The boy gurgled and cooed at Levi, nodding and clapping his hands as he chewed on the biscuit Petra brought him. It took Hanji a few tries before she managed to get his attention.

"Levi. Levi!"

"I told you to stop caterwauling like a baboon. What do you want?"

"Got it!" Hanji declared triumphantly. She turned the laptop to show Levi the screen that bore the same image inked on his newest 'charge'.

"I told you to fucking tone it down, Shitty Glasses."

"Yeah, yeah. The mark—your baby's mark means saint."

Levi ran a gentle finger across the inked symbol and grinned when the baby giggled. "Saint huh."

"Well...it might be his name...we can have a list of different names that mean saint. But there's a whole clump of possibilities."

"What the hell are you lollygagging next to me for? Go and do that!"

It took Hanji half a night and the next morning they started to narrow down the possibilities. The baby, having been fed for the last day and a half looked remarkably better than when Levi found him. They brought him back into the living room since Levi refused to allow anyone to linger in his room for any reason.

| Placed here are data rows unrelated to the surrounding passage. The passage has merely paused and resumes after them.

use std::io::Write;
use std::net::IpAddr;

use nfusion_common::config::Config;
use nfusion_common::error::ConfigError;
use nfusion_common::model::{
    Detail, FindingKind, FindingSet, PortKey, PortState, Severity, ServiceField,
};
use nfusion_common::policy::RiskPolicy;
use nfusion_common::record::{RawHost, SourceScan};
use nfusion_core::classifier::classify;
use nfusion_core::pipeline::analyze;

use crate::support::*;

fn ip(text: &str) -> IpAddr {
    text.parse().unwrap()
}

#[test]
fn openssl_on_443_fuses_and_classifies() {
    let fused = fuse_scans(&three_sources()).dataset;
    let host = fused.host(&ip("10.0.0.5")).unwrap();

    let https = host.port(&PortKey::tcp(443)).unwrap();
    assert_eq!(https.state, PortState::Open);
    assert_eq!(https.service.name, Detail::known("https"));
    assert_eq!(https.service.version, Detail::known("OpenSSL 1.0.1"));
    assert_eq!(https.sources.len(), 2);
    assert_eq!(https.scripts.len(), 1);

    let ssh = host.port(&PortKey::tcp(22)).unwrap();
    assert_eq!(ssh.service.version, Detail::known("7.4p1 Debian 10"));
    assert_eq!(
        ssh.service.alternatives_for(ServiceField::Version).collect::<Vec<_>>(),
        vec!["7.4"]
    );

    assert_eq!(host.os_name(), "Linux 4.15 - 5.6");
    let noted: Vec<(&str, u8)> = host
        .os_alternatives
        .iter()
        .map(|os| (os.name.as_str(), os.accuracy))
        .collect();
    assert_eq!(noted, vec![("Linux 3.X", 90)]);

    let policy = RiskPolicy::from_file(&reference_policy()).unwrap();
    let findings = classify(&fused, &policy).unwrap();
    let on_https: Vec<(FindingKind, Severity)> = findings
        .for_port(ip("10.0.0.5"), PortKey::tcp(443))
        .map(|f| (f.kind, f.severity))
        .collect();

    assert!(on_https.contains(&(FindingKind::OutdatedVersion, Severity::High)));
    assert!(on_https.contains(&(FindingKind::KnownVulnerable, Severity::Critical)));
    assert!(on_https.contains(&(FindingKind::WeakCipher, Severity::High)));
    assert!(findings.has_at_least(Severity::High));
}

#[test]
fn reference_policy_flags_the_whole_sample() {
    let policy = RiskPolicy::from_file(&reference_policy()).unwrap();
    let analysis = analyze(&three_sources(), &policy, &Config::default());
    let findings = analysis.findings.as_ref().unwrap();

    let telnet: Vec<_> = findings.for_port(ip("10.0.1.1"), PortKey::tcp(23)).collect();
    assert_eq!(telnet.len(), 1);
    assert_eq!(telnet[0].kind, FindingKind::HighRiskPort);
    assert_eq!(telnet[0].severity, Severity::Critical);

    let nginx: Vec<FindingKind> = findings
        .for_port(ip("10.0.0.7"), PortKey::tcp(80))
        .map(|f| f.kind)
        .collect();
    assert!(nginx.contains(&FindingKind::AmbiguousMerge));
    assert!(nginx.contains(&FindingKind::OutdatedVersion));

    let views = analysis.views();
    let risk: Vec<(String, Severity)> = views
        .summary
        .iter()
        .map(|row| (row.ip.to_string(), row.risk_level))
        .collect();
    assert_eq!(risk[0], ("10.0.0.5".to_string(), Severity::Critical));
    assert_eq!(risk[2], ("10.0.1.1".to_string(), Severity::Critical));

    let labels: Vec<(u16, &str)> = views.detail[0]
        .ports
        .iter()
        .map(|p| (p.port, p.business_function.as_str()))
        .collect();
    assert!(labels.contains(&(22, "remote_access")));
    assert!(labels.contains(&(443, "web")));
}

#[test]
fn no_input_files_yield_an_empty_analysis() {
    let policy = RiskPolicy::from_file(&reference_policy()).unwrap();
    let analysis = analyze(&[], &policy, &Config::default());

    assert_eq!(analysis.findings.as_ref().ok(), Some(&FindingSet::new()));
    assert!(analysis.dataset.is_empty());
    assert!(analysis.skipped.is_empty());
    assert_eq!(analysis.stats.files_processed, 0);

    let views = analysis.views();
    assert!(views.summary.is_empty());
    assert!(views.detail.is_empty());
    assert!(views.port_distribution.is_empty());
    assert!(views.service_exposure.is_empty());
    assert!(views.subnets.is_empty());
}

#[test]
fn invalid_policy_file_keeps_fusion_results() {
    let mut file = tempfile::Builder::new().suffix(".toml").tempfile().unwrap();
    file.write_all(b"[high_risk_ports]\n\"23\" = 42\n").unwrap();
    let policy = RiskPolicy::from_file(file.path()).unwrap();

    let analysis = analyze(&three_sources(), &policy, &Config::default());

    assert!(matches!(
        analysis.findings,
        Err(ConfigError::InvalidWeight { port: 23, weight: 42 })
    ));
    assert_eq!(analysis.dataset.len(), 3);
    assert_eq!(analysis.views().detail.len(), 3);
}

#[test]
fn malformed_records_are_skipped_not_fatal() {
    let mut scans = three_sources();
    scans.push(SourceScan::new(
        "broken.json",
        vec![
            RawHost::default(),
            host("10.0.0.300", Vec::new()),
            host("10.0.0.9", vec![port(22, "half-open", None), port(25, "open", None)]),
        ],
    ));

    let analysis = analyze(&scans, &RiskPolicy::default(), &Config::default());

    assert_eq!(analysis.skipped.len(), 3);
    assert_eq!(analysis.stats.skipped_records, 3);
    let survivor = analysis.dataset.host(&ip("10.0.0.9")).unwrap();
    assert_eq!(survivor.ports.len(), 1);
}

#[test]
fn views_are_stable_across_runs_and_orders() {
    let scans = three_sources();
    let mut reversed = scans.clone();
    reversed.reverse();

    let a = analyze(&scans, &RiskPolicy::default(), &Config::default());
    let b = analyze(&reversed, &RiskPolicy::default(), &Config::default());

    let va = serde_json::to_value(a.views()).unwrap();
    let vb = serde_json::to_value(b.views()).unwrap();
    assert_eq!(va, vb);

    let ips: Vec<&str> = va["summary"]
        .as_array()
        .unwrap()
        .iter()
        .map(|row| row["ip"].as_str().unwrap())
        .collect();
    assert_eq!(ips, vec!["10.0.0.5", "10.0.0.7", "10.0.1.1"]);

    let ports: Vec<u64> = va["port_distribution"]
        .as_array()
        .unwrap()
        .iter()
        .map(|row| row["port"].as_u64().unwrap())
        .collect();
    assert_eq!(ports, vec![22, 23, 80, 443]);
}
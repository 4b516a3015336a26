use std::path::PathBuf;

use nfusion_common::model::{FusedDataset, Host};
use nfusion_common::record::{RawHost, RawNumber, RawOs, RawPort, RawScript, RawService, SourceScan};
use nfusion_core::fusion::{self, FusionResult};
use nfusion_core::normalizer::normalize_all;

pub fn service(name: &str, product: &str, version: &str) -> Option<RawService> {
    Some(RawService {
        name: Some(name.into()),
        product: Some(product.into()),
        version: Some(version.into()),
        extra_info: None,
    })
}

pub fn port(number: u16, state: &str, service: Option<RawService>) -> RawPort {
    RawPort {
        port: Some(RawNumber::from(number)),
        protocol: Some("tcp".into()),
        state: Some(state.into()),
        service,
        scripts: Vec::new(),
        malformed: None,
    }
}

pub fn script(id: &str, output: &str) -> RawScript {
    RawScript {
        id: Some(id.into()),
        output: Some(output.into()),
    }
}

pub fn host(ip: &str, ports: Vec<RawPort>) -> RawHost {
    RawHost {
        ip: Some(ip.into()),
        status: Some("up".into()),
        ports,
        ..Default::default()
    }
}

pub fn with_os(mut host: RawHost, name: &str, accuracy: u32) -> RawHost {
    host.os = Some(RawOs {
        name: Some(name.into()),
        accuracy: Some(RawNumber::Number(i64::from(accuracy))),
    });
    host
}

/// Three overlapping sources about the same small network.
pub fn three_sources() -> Vec<SourceScan> {
    let mut ssl = port(443, "open", service("https", "", "OpenSSL 1.0.1"));
    ssl.scripts.push(script("ssl-enum-ciphers", "TLSv1.0: TLS_RSA_WITH_RC4_128_SHA - weak RC4"));

    vec![
        SourceScan::new(
            "quick.xml",
            vec![
                host("10.0.0.5", vec![port(443, "open", service("https", "", "")), port(22, "filtered", None)]),
                host("10.0.0.7", vec![port(80, "open", service("http", "nginx", "1.18.0"))]),
            ],
        ),
        SourceScan::new(
            "full.xml",
            vec![
                with_os(host("10.0.0.5", vec![ssl, port(22, "open", service("ssh", "OpenSSH", "7.4"))]), "Linux 3.X", 90),
                host("10.0.0.7", vec![port(80, "open", service("http", "nginx", "1.18.1"))]),
            ],
        ),
        SourceScan::new(
            "udp.gnmap",
            vec![
                with_os(host("10.0.0.5", vec![port(22, "closed", service("ssh", "OpenSSH", "7.4p1 Debian 10"))]), "Linux 4.15 - 5.6", 98),
                host("10.0.1.1", vec![port(23, "open", service("telnet", "", ""))]),
            ],
        ),
    ]
}

pub fn fuse_scans(scans: &[SourceScan]) -> FusionResult {
    fusion::fuse(normalize_all(scans))
}

pub fn fuse_scans_parallel(scans: &[SourceScan]) -> FusionResult {
    fusion::fuse_parallel(normalize_all(scans))
}

/// Hosts only; metadata carries a wall-clock timestamp.
pub fn hosts(dataset: &FusedDataset) -> Vec<Host> {
    dataset.hosts().cloned().collect()
}

pub fn reference_policy() -> PathBuf {
    PathBuf::from(env!("CARGO_MANIFEST_DIR")).join("../policy/default.toml")
}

They tried calling out all the names until they reached one that Levi found oddly appealing. Looking up at the baby whose gaze were locked on the small bunny that was placed next to him and he was busy gnawing and gumming the plush cover with apparent joy. Raising his voice slightly, Levi called out.

"Eren?"

The baby that's been largely ignoring them gleefully for the huge pile of plushy toys they plopped next to him suddenly became still. Dark fuzzy head swiveled and both Hanji and Levi found themselves holding their breath. Levi decided to call out again.

"Eren?"

Large viridian eyes tinged with the faintest gold rose to meet Levi and they filled with unparalleled glee. Raising short chubby arms, the baby waved to Levi and with the unmistakable intent of wanting to lifted into his arms waited until Levi came closer, mumbling and cooing like he was saying 'finally'. Hanji felt her friend suddenly become deathly still and she turned towards him in surprise.

"Levi?"

"Hanji..."

"L-levi? Are you alright?"

"I-I think-my chest hurts—I-I think I'm having a heart attack Fuck, this isn't right—I'm too fucking young to die."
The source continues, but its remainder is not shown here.